The Agreement should include a clause on safeguard measures providing that either party may take appropriate measures in accordance with the WTO Agreement on Implementation of Article XIX GATT 1994 or the WTO Agreement on Safeguards. The Agreement should also provide that such safeguard measures should have the least distorting effect on bilateral trade.

To maximise commitments towards liberalisation and in order to ensure any necessary protection, taking into account specificities of sensitive sectors, the Agreement should in principle contain a bilateral safeguard clause by which either party may remove, in part or in full, preferences where a rise in imports of a product from the other party is causing or threatening to cause serious injury to its domestic industry.

Anti-dumping and countervailing measures

The Agreement should include a clause on anti-dumping and countervailing measures providing that either party may take appropriate measures against dumping and/or countervailable subsidies in accordance with the WTO Agreement on Implementation of Article VI GATT 1994 or the WTO Agreement on Subsidies and Countervailing Measures. The Agreement should also integrate commitments that go beyond WTO rules in this area in line with EU rules and previous agreements.

The Agreement should recognise that green box payments are not trade distortive and should therefore, in principle not be targeted by anti-dumping or anti-subsidy measures.

Trade in Services, Foreign Direct Investment and Digital Trade

In line with Article V GATS, the Agreement should have substantial sectorial coverage and should cover all modes of supply. The Agreement should have no a priori exclusion from its scope other than the exclusion of audio-visual services and services supplied and activities performed in the exercise of governmental authority. The negotiations should aim at the progressive and reciprocal liberalisation of trade in services and foreign direct investment by eliminating restrictions to market access and national treatment, beyond the Parties’ WTO commitments and offers submitted in the context of the negotiations of the Trade in Services Agreement. The Agreement should include rules concerning performance requirements related to foreign direct investment.

Furthermore, the Agreement should contain regulatory disciplines.
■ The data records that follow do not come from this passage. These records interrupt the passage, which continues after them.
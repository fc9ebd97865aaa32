mod atomic_io;
pub(crate) mod bootstrap;
mod gameplay;
pub(crate) mod loop_runner;
mod progress;
mod settings;
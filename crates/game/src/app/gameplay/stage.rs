use std::collections::BTreeMap;

use engine::{
    CapsuleShape, CharacterBody, GazeWorld, LayerMask, LookTarget, ObjectId, Ray, RayHit,
};
use glam::Vec3;

use super::props::{Prop, PropKind};

pub(crate) const WALL_LAYER: u32 = 0;
pub(crate) const PROP_LAYER: u32 = 1;

#[derive(Debug, Clone, Copy, PartialEq)]
pub(crate) struct Aabb {
    pub(crate) min: Vec3,
    pub(crate) max: Vec3,
}

impl Aabb {
    pub(crate) fn from_center(center: Vec3, half_extents: Vec3) -> Self {
        Self {
            min: center - half_extents,
            max: center + half_extents,
        }
    }

    /// Entry distance along the ray, or 0 when the origin is inside.
    fn ray_distance(&self, ray: &Ray) -> Option<f32> {
        let mut near = f32::NEG_INFINITY;
        let mut far = f32::INFINITY;
        for axis in 0..3 {
            let origin = ray.origin[axis];
            let direction = ray.direction[axis];
            let (min, max) = (self.min[axis], self.max[axis]);
            if direction.abs() < f32::EPSILON {
                if origin < min || origin > max {
                    return None;
                }
                continue;
            }
            let inverse = 1.0 / direction;
            let mut t0 = (min - origin) * inverse;
            let mut t1 = (max - origin) * inverse;
            if t0 > t1 {
                std::mem::swap(&mut t0, &mut t1);
            }
            near = near.max(t0);
            far = far.min(t1);
            if near > far {
                return None;
            }
        }
        if far < 0.0 {
            return None;
        }
        Some(near.max(0.0))
    }
}

#[derive(Debug, Clone)]
struct Collider {
    object: ObjectId,
    bounds: Aabb,
    layer: u32,
}

/// Box-only level geometry plus the props that react to gaze.
#[derive(Debug, Default)]
pub(crate) struct StageWorld {
    colliders: Vec<Collider>,
    props: BTreeMap<ObjectId, Prop>,
    next_object: u64,
}

impl StageWorld {
    pub(crate) fn add_wall(&mut self, bounds: Aabb) -> ObjectId {
        let object = self.allocate();
        self.colliders.push(Collider {
            object,
            bounds,
            layer: WALL_LAYER,
        });
        object
    }

    pub(crate) fn add_prop(&mut self, kind: PropKind, bounds: Aabb) -> ObjectId {
        let object = self.allocate();
        self.colliders.push(Collider {
            object,
            bounds,
            layer: PROP_LAYER,
        });
        self.props.insert(object, Prop::new(kind));
        object
    }

    pub(crate) fn remove(&mut self, object: ObjectId) {
        self.colliders.retain(|collider| collider.object != object);
        self.props.remove(&object);
    }

    pub(crate) fn prop(&self, object: ObjectId) -> Option<&Prop> {
        self.props.get(&object)
    }

    #[cfg(test)]
    pub(crate) fn find_prop(&self, kind: PropKind) -> Option<ObjectId> {
        self.props
            .iter()
            .find(|(_, prop)| prop.kind() == kind)
            .map(|(object, _)| *object)
    }

    fn allocate(&mut self) -> ObjectId {
        self.next_object += 1;
        ObjectId(self.next_object)
    }
}

impl GazeWorld for StageWorld {
    fn raycast(&self, ray: Ray, max_distance: f32, layers: LayerMask) -> Option<RayHit> {
        self.colliders
            .iter()
            .filter(|collider| layers.contains_layer(collider.layer))
            .filter_map(|collider| {
                collider
                    .bounds
                    .ray_distance(&ray)
                    .filter(|distance| *distance <= max_distance)
                    .map(|distance| RayHit {
                        object: collider.object,
                        distance,
                    })
            })
            .min_by(|a, b| a.distance.total_cmp(&b.distance))
    }

    fn look_target_mut(&mut self, object: ObjectId) -> Option<&mut dyn LookTarget> {
        self.props
            .get_mut(&object)
            .map(|prop| prop as &mut dyn LookTarget)
    }
}

/// Capsule that slides freely inside a rectangular room and rests on a flat floor.
#[derive(Debug, Clone)]
pub(crate) struct KinematicBody {
    position: Vec3,
    capsule: CapsuleShape,
    floor_y: f32,
    room_min: Vec3,
    room_max: Vec3,
    grounded: bool,
}

impl KinematicBody {
    pub(crate) fn new(position: Vec3, height: f32, room: Aabb) -> Self {
        let floor_y = room.min.y;
        Self {
            position,
            capsule: CapsuleShape::new(height, Vec3::new(0.0, height * 0.5, 0.0)),
            floor_y,
            room_min: room.min,
            room_max: room.max,
            grounded: position.y <= floor_y,
        }
    }
}

impl CharacterBody for KinematicBody {
    fn position(&self) -> Vec3 {
        self.position
    }

    fn move_by(&mut self, displacement: Vec3) {
        let mut next = self.position + displacement;
        next.x = next.x.max(self.room_min.x).min(self.room_max.x);
        next.z = next.z.max(self.room_min.z).min(self.room_max.z);
        self.grounded = next.y <= self.floor_y;
        if self.grounded {
            next.y = self.floor_y;
        }
        self.position = next;
    }

    fn is_grounded(&self) -> bool {
        self.grounded
    }

    fn capsule(&self) -> CapsuleShape {
        self.capsule
    }

    fn set_capsule(&mut self, capsule: CapsuleShape) {
        self.capsule = capsule;
    }
}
To that end, the negotiations should cover matters such as:

·Regulatory provisions on transparency and mutual recognition;

·Horizontal provisions on domestic regulation, such as those ensuring impartiality and due process with regard to licensing and qualification requirements and procedures; and

·Regulatory provisions for specific sectors including telecommunication services, financial services, delivery services and international maritime transport services.

In the context of the increasing digitalisation of trade, the negotiations should result in rules covering digital trade and cross-border data flows, electronic trust and authentication services, unsolicited direct marketing communications, and addressing unjustified data localisation requirements, while neither negotiating nor affecting the EU’s personal data protection rules.
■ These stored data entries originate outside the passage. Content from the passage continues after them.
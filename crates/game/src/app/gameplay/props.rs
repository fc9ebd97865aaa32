use engine::LookTarget;
use tracing::{debug, info};

#[derive(Debug, Clone, Copy, PartialEq, Eq)]
pub(crate) enum PropKind {
    FlashDrive,
    Locker,
    ExitDoor,
    Poster,
    Monitor,
    OfficeDoor,
}

impl PropKind {
    pub(crate) fn name(self) -> &'static str {
        match self {
            Self::FlashDrive => "flash drive",
            Self::Locker => "locker",
            Self::ExitDoor => "exit door",
            Self::Poster => "poster",
            Self::Monitor => "security monitor",
            Self::OfficeDoor => "office door",
        }
    }

    fn prompt(self) -> Option<&'static str> {
        match self {
            Self::FlashDrive => Some("Pick up"),
            Self::Locker => Some("Hide"),
            Self::ExitDoor => Some("Leave"),
            Self::Poster | Self::Monitor | Self::OfficeDoor => None,
        }
    }
}

/// Scene object that shows its prompt while it is looked at.
#[derive(Debug, Clone)]
pub(crate) struct Prop {
    kind: PropKind,
    looked_at: bool,
    pub(crate) enter_count: u32,
    pub(crate) stay_count: u32,
    pub(crate) exit_count: u32,
}

impl Prop {
    pub(crate) fn new(kind: PropKind) -> Self {
        Self {
            kind,
            looked_at: false,
            enter_count: 0,
            stay_count: 0,
            exit_count: 0,
        }
    }

    pub(crate) fn kind(&self) -> PropKind {
        self.kind
    }

    #[cfg(test)]
    pub(crate) fn is_looked_at(&self) -> bool {
        self.looked_at
    }

    pub(crate) fn prompt(&self) -> Option<&'static str> {
        self.kind.prompt()
    }
}

impl LookTarget for Prop {
    fn on_look_enter(&mut self) {
        self.looked_at = true;
        self.enter_count += 1;
        if let Some(prompt) = self.kind.prompt() {
            info!(prop = self.kind.name(), prompt, "prompt_shown");
        }
    }

    fn on_look_stay(&mut self) {
        self.stay_count += 1;
    }

    fn on_look_exit(&mut self) {
        self.looked_at = false;
        self.exit_count += 1;
        if self.kind.prompt().is_some() {
            info!(prop = self.kind.name(), "prompt_hidden");
        }
        debug!(
            prop = self.kind.name(),
            enters = self.enter_count,
            stays = self.stay_count,
            exits = self.exit_count,
            "look_exited"
        );
    }

    fn target_name(&self) -> &str {
        self.kind.name()
    }
}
The Agreement may include procedural commitments for the entry and stay of natural persons for business purposes pursuant to the Parties' commitments in Mode 4. However, nothing in the Agreement should prevent the Parties from applying their national laws, regulations and requirements regarding entry and stay, provided that, in doing so, they do not nullify or impair the benefits accruing from the Agreement. The laws, regulations and requirements existing in the EU regarding working conditions and labour rights should continue to apply.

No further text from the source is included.